But she had a role to play. Simone was no actress, not like Lucy, but she sensed that if something stronger than Kaitlyn’s pride didn’t move her, she would never admit how she felt about Landon. That was why Simone reached within for the ability that—though rusty from disuse—had propelled her to the top of the modeling world five years ago.

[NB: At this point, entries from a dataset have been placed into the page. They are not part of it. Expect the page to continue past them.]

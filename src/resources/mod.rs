//! Kubernetes workload types and traits

pub mod apps;
pub mod registry;
pub mod traits;

pub use registry::{ResourceInfo, ScalableRegistry, SCALABLE_REGISTRY};
pub use traits::*;
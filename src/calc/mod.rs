//! Replica count arithmetic

/// Compute the new replica count for a percentage delta.
///
/// `current + (current * pct) / 100`, where `/` is Rust's integer division
/// and truncates toward zero. The truncation is observable for odd
/// combinations: `new_replicas(7, 10)` is 7, not 8, and `new_replicas(15, -10)`
/// is 14. The result is never negative as long as `pct >= -100`, which the
/// CLI validation guarantees before this is called.
pub fn new_replicas(current: i32, pct: i32) -> i32 {
    current + (current * pct) / 100
}
//! Error types for scale-pct

use thiserror::Error;

/// Main error type for scale-pct
#[derive(Debug, Error)]
pub enum ScaleError {
    #[error("Kubernetes API error: {0}")]
    Kube(#[from] kube::Error),

    #[error("Resource not found: {kind}/{name}")]
    NotFound { kind: String, name: String },

    #[error("no context is currently set, use \"kubectl config use-context <context>\" to select one")]
    NoContext,

    #[error("either one or no arguments are allowed, got {0}")]
    TooManyArguments(usize),

    #[error("percentage (--pct) must be in the [-100, 100] range, got {0}")]
    PercentageOutOfRange(i32),

    #[error("Cannot scale resource type '{0}'. Supported types: deployment, statefulset, replicaset")]
    UnknownResourceType(String),

    #[error("failed to scale {kind}/{name}: {source}")]
    ScaleFailed {
        kind: String,
        name: String,
        #[source]
        source: kube::Error,
    },

    #[error("{failed} of {total} targets failed to scale")]
    PartialFailure { failed: usize, total: usize },

    #[error("Configuration error: {0}")]
    Config(String),

    #[error("IO error: {0}")]
    Io(#[from] std::io::Error),

    #[error("Serialization error: {0}")]
    Serialization(String),

    #[error("Invalid argument: {0}")]
    InvalidArgument(String),
}

impl From<serde_json::Error> for ScaleError {
    fn from(e: serde_json::Error) -> Self {
        ScaleError::Serialization(e.to_string())
    }
}

impl From<serde_yaml::Error> for ScaleError {
    fn from(e: serde_yaml::Error) -> Self {
        ScaleError::Serialization(e.to_string())
    }
}

/// Result type alias for scale-pct
pub type Result<T> = std::result::Result<T, ScaleError>;
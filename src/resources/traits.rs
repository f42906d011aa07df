//! Core traits for scalable Kubernetes workloads

use crate::error::{Result, ScaleError};
use async_trait::async_trait;
use k8s_openapi::api::autoscaling::v1::Scale;
use k8s_openapi::apimachinery::pkg::apis::meta::v1::ObjectMeta;
use kube::api::{Patch, PatchParams};
use kube::{Api, Client, Resource};
use serde::{de::DeserializeOwned, Serialize};
use serde_json::json;
use std::fmt::Debug;

/// Core trait implemented by every resource this tool can address
pub trait KubeResource:
    Clone + Debug + DeserializeOwned + Serialize + Send + Sync + Resource + 'static
{
    /// The Kubernetes API kind (e.g., "Deployment")
    const KIND: &'static str;

    /// The API group (e.g., "apps")
    const GROUP: &'static str;

    /// The API version (e.g., "v1")
    const VERSION: &'static str;

    /// Plural name for API path (e.g., "deployments")
    const PLURAL: &'static str;

    /// Short aliases (e.g., ["deploy"] for deployments)
    const ALIASES: &'static [&'static str] = &[];

    /// Whether this resource is namespaced
    const NAMESPACED: bool;

    /// Get object metadata
    fn metadata(&self) -> &ObjectMeta;

    /// Get the resource name
    fn name(&self) -> &str {
        self.metadata().name.as_deref().unwrap_or("<unknown>")
    }

    /// Get the resource namespace (if namespaced)
    fn namespace(&self) -> Option<&str> {
        self.metadata().namespace.as_deref()
    }

    /// Group-qualified singular kind, e.g. "deployment.apps"
    fn qualified_kind() -> String {
        if Self::GROUP.is_empty() {
            Self::KIND.to_lowercase()
        } else {
            format!("{}.{}", Self::KIND.to_lowercase(), Self::GROUP)
        }
    }
}

/// Trait for workloads that can be scaled through the scale sub-resource
#[async_trait]
pub trait Scalable: KubeResource {
    /// Create a kube Api handle for this workload
    fn api(client: Client, namespace: Option<&str>) -> Api<Self>
    where
        Self: Sized;

    /// Create an Api for all namespaces
    fn api_all(client: Client) -> Api<Self>
    where
        Self: Sized;

    /// List workloads with an optional label selector
    async fn list_resources(api: &Api<Self>, label_selector: Option<&str>) -> Result<Vec<Self>>
    where
        Self: Sized;

    /// Replica count observed in the resource status at resolution time
    fn observed_replicas(&self) -> i32;

    /// Submit a new replica count through the scale sub-resource.
    ///
    /// One merge patch with default parameters: no resourceVersion
    /// precondition and no retry, so a write that races a concurrent update
    /// is accepted.
    async fn submit_scale(api: &Api<Self>, name: &str, replicas: i32) -> Result<Scale>
    where
        Self: Sized,
    {
        let patch = json!({
            "spec": {
                "replicas": replicas
            }
        });

        api.patch_scale(name, &PatchParams::default(), &Patch::Merge(&patch))
            .await
            .map_err(|source| ScaleError::ScaleFailed {
                kind: Self::KIND.to_string(),
                name: name.to_string(),
                source,
            })
    }
}
//! Integration tests for scale operations
//!
//! These tests require a real Kubernetes cluster. They read cluster state and
//! only ever submit a no-op scale (a zero-match --all run), so they are safe
//! against shared clusters.

use k8s_openapi::api::apps::v1::Deployment;
use scale_pct::client::{create_client, load_cluster_context};
use scale_pct::commands::ScaleOptions;
use scale_pct::output::OutputFormat;
use scale_pct::resources::{KubeResource, Scalable};

mod common {
    include!("../common/mod.rs");
}

#[tokio::test]
#[ignore]
async fn test_create_client() {
    let client = create_client(None).await;
    assert!(client.is_ok(), "Should create client from kubeconfig");
}

#[test]
#[ignore]
fn test_load_cluster_context() {
    let cluster = load_cluster_context(None, None).expect("Should read kubeconfig");
    assert!(
        cluster.current_context.is_some(),
        "Test cluster should have a current context"
    );
    assert!(!cluster.namespace.is_empty());
}

#[test]
#[ignore]
fn test_namespace_flag_wins_over_kubeconfig() {
    let cluster = load_cluster_context(None, Some("kube-system")).expect("Should read kubeconfig");
    assert_eq!(cluster.namespace, "kube-system");
}

#[tokio::test]
#[ignore]
async fn test_list_deployments_kube_system() {
    let client = create_client(None).await.expect("Should create client");
    let api = Deployment::api(client, Some("kube-system"));

    let deployments = Deployment::list_resources(&api, None)
        .await
        .expect("Should list deployments in kube-system");
    assert!(!deployments.is_empty(), "kube-system should have deployments");
}

#[tokio::test]
#[ignore]
async fn test_observed_replicas_matches_scale_subresource() {
    let client = create_client(None).await.expect("Should create client");
    let api = Deployment::api(client, Some("kube-system"));

    let deployments = Deployment::list_resources(&api, None)
        .await
        .expect("Should list deployments");

    if let Some(deploy) = deployments.first() {
        let scale = api
            .get_scale(deploy.name())
            .await
            .expect("Should read the scale sub-resource");
        let status = scale.status.expect("Scale should carry a status");
        assert_eq!(deploy.observed_replicas(), status.replicas);
    }
}

#[tokio::test]
#[ignore]
async fn test_all_mode_with_zero_matches_is_a_noop() {
    if !common::has_kubeconfig() {
        return;
    }

    let options = ScaleOptions {
        context: None,
        current_context: Some("integration".to_string()),
        namespace: "default".to_string(),
        percentage: 50,
        all: true,
        selector: Some("scale-pct-integration-test=no-such-label".to_string()),
        args: vec![],
        output: OutputFormat::Name,
    };

    options.validate().expect("Options should validate");
    let result = options.run().await;
    assert!(result.is_ok(), "Zero matches should complete without error");
}
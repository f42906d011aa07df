//! Command implementations

pub mod scale;

pub use scale::*;
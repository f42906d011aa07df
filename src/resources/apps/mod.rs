//! Workload implementations for the apps/v1 group

pub mod deployment;
pub mod replicaset;
pub mod statefulset;
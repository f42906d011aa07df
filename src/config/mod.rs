//! Application configuration for scale-pct

use crate::error::{Result, ScaleError};
use crate::output::OutputFormat;
use serde::{Deserialize, Serialize};
use std::path::PathBuf;

/// Application configuration stored in ~/.scale-pct/config.toml
#[derive(Debug, Clone, Serialize, Deserialize, Default)]
pub struct AppConfig {
    /// Default output format when -o is not given
    #[serde(default)]
    pub default_output: OutputFormat,

    /// Whether to use colors
    #[serde(default = "default_true")]
    pub colors: bool,
}

fn default_true() -> bool {
    true
}

/// Get the scale-pct config directory (~/.scale-pct)
pub fn config_dir() -> Result<PathBuf> {
    dirs::home_dir()
        .map(|h| h.join(".scale-pct"))
        .ok_or_else(|| ScaleError::Config("Could not determine home directory".to_string()))
}

/// Load application config from ~/.scale-pct/config.toml
pub fn load_config() -> Result<AppConfig> {
    let path = config_dir()?.join("config.toml");
    if path.exists() {
        let content = std::fs::read_to_string(&path)?;
        toml::from_str(&content).map_err(|e| ScaleError::Config(e.to_string()))
    } else {
        Ok(AppConfig::default())
    }
}
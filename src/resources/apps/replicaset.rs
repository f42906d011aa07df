//! ReplicaSet workload implementation

use crate::error::Result;
use crate::resources::{KubeResource, Scalable};
use async_trait::async_trait;
use k8s_openapi::api::apps::v1::ReplicaSet;
use k8s_openapi::apimachinery::pkg::apis::meta::v1::ObjectMeta;
use kube::api::ListParams;
use kube::{Api, Client};

impl KubeResource for ReplicaSet {
    const KIND: &'static str = "ReplicaSet";
    const GROUP: &'static str = "apps";
    const VERSION: &'static str = "v1";
    const PLURAL: &'static str = "replicasets";
    const ALIASES: &'static [&'static str] = &["rs"];
    const NAMESPACED: bool = true;

    fn metadata(&self) -> &ObjectMeta {
        &self.metadata
    }
}

#[async_trait]
impl Scalable for ReplicaSet {
    fn api(client: Client, namespace: Option<&str>) -> Api<Self> {
        match namespace {
            Some(ns) => Api::namespaced(client, ns),
            None => Api::default_namespaced(client),
        }
    }

    fn api_all(client: Client) -> Api<Self> {
        Api::all(client)
    }

    async fn list_resources(api: &Api<Self>, label_selector: Option<&str>) -> Result<Vec<Self>> {
        let mut lp = ListParams::default();
        if let Some(ls) = label_selector {
            lp = lp.labels(ls);
        }

        let list = api.list(&lp).await?;
        Ok(list.items)
    }

    fn observed_replicas(&self) -> i32 {
        self.status.as_ref().map(|s| s.replicas).unwrap_or(0)
    }
}
//! Tests for target selector parsing

use scale_pct::commands::parse_target;
use scale_pct::error::ScaleError;

fn args(items: &[&str]) -> Vec<String> {
    items.iter().map(|s| s.to_string()).collect()
}

// ============================================================================
// kind/name form
// ============================================================================

#[test]
fn test_parse_kind_slash_name() {
    let (info, name) = parse_target(&args(&["deployment/nginx"]), false).unwrap();
    assert_eq!(info.kind, "Deployment");
    assert_eq!(name, Some("nginx".to_string()));
}

#[test]
fn test_parse_alias_slash_name() {
    let (info, name) = parse_target(&args(&["rs/foo"]), false).unwrap();
    assert_eq!(info.kind, "ReplicaSet");
    assert_eq!(name, Some("foo".to_string()));
}

#[test]
fn test_parse_plural_slash_name() {
    let (info, name) = parse_target(&args(&["statefulsets/mysql"]), false).unwrap();
    assert_eq!(info.kind, "StatefulSet");
    assert_eq!(name, Some("mysql".to_string()));
}

#[test]
fn test_parse_kind_is_case_insensitive() {
    let (info, _) = parse_target(&args(&["Deployment/nginx"]), false).unwrap();
    assert_eq!(info.kind, "Deployment");
}

#[test]
fn test_parse_unknown_kind() {
    let err = parse_target(&args(&["cronjob/backup"]), false).unwrap_err();
    match err {
        ScaleError::UnknownResourceType(kind) => assert_eq!(kind, "cronjob"),
        other => panic!("Expected UnknownResourceType, got {other:?}"),
    }
}

#[test]
fn test_parse_empty_name_rejected() {
    let err = parse_target(&args(&["deployment/"]), false).unwrap_err();
    assert!(matches!(err, ScaleError::InvalidArgument(_)));
}

// ============================================================================
// bare name form
// ============================================================================

#[test]
fn test_parse_bare_name_implies_deployment() {
    let (info, name) = parse_target(&args(&["nginx"]), false).unwrap();
    assert_eq!(info.kind, "Deployment");
    assert_eq!(name, Some("nginx".to_string()));
}

// ============================================================================
// --all mode
// ============================================================================

#[test]
fn test_parse_all_with_bare_kind() {
    let (info, name) = parse_target(&args(&["deployments"]), true).unwrap();
    assert_eq!(info.kind, "Deployment");
    assert!(name.is_none());
}

#[test]
fn test_parse_all_with_alias() {
    let (info, name) = parse_target(&args(&["sts"]), true).unwrap();
    assert_eq!(info.kind, "StatefulSet");
    assert!(name.is_none());
}

#[test]
fn test_parse_all_with_no_args_defaults_to_deployments() {
    let (info, name) = parse_target(&[], true).unwrap();
    assert_eq!(info.kind, "Deployment");
    assert!(name.is_none());
}

#[test]
fn test_parse_bare_kind_without_all_rejected() {
    let err = parse_target(&args(&["deployments"]), false).unwrap_err();
    assert!(matches!(err, ScaleError::InvalidArgument(_)));
}

#[test]
fn test_parse_no_args_without_all_rejected() {
    let err = parse_target(&[], false).unwrap_err();
    assert!(matches!(err, ScaleError::InvalidArgument(_)));
}

#[test]
fn test_parse_all_with_named_target_rejected() {
    let err = parse_target(&args(&["deployment/nginx"]), true).unwrap_err();
    assert!(matches!(err, ScaleError::InvalidArgument(_)));
}

#[test]
fn test_parse_all_with_bare_name_rejected() {
    let err = parse_target(&args(&["nginx"]), true).unwrap_err();
    assert!(matches!(err, ScaleError::InvalidArgument(_)));
}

Even Landon looked momentarily off guard to see the adoration shining out of her eyes when she turned to him.
“Should we let them get back to work?” Simone placed a slim hand on Landon’s arm in an intimate gesture Kait couldn’t miss. “You promised Martha we’d be home for dinner.”
Yes, she thought apologetically when Kaitlyn stiffened. I’m going home with him. I know his mother—or at least, I will. Your worst suspicions are confirmed.
Taking her lead, Landon said a quick goodbye to the others and lead her out.
“So?” Simone asked when they were out of earshot.
“You were right,” Landon admitted. “She’s jealous. But what’s next?”
Simone rolled her eyes and slid into the passenger seat. “We do this for a little longer, and then you break up with me. Tell her it’s because you couldn’t stop thinking about her. Then—” She made a crude gesture. “Do I need to spell it out for you?”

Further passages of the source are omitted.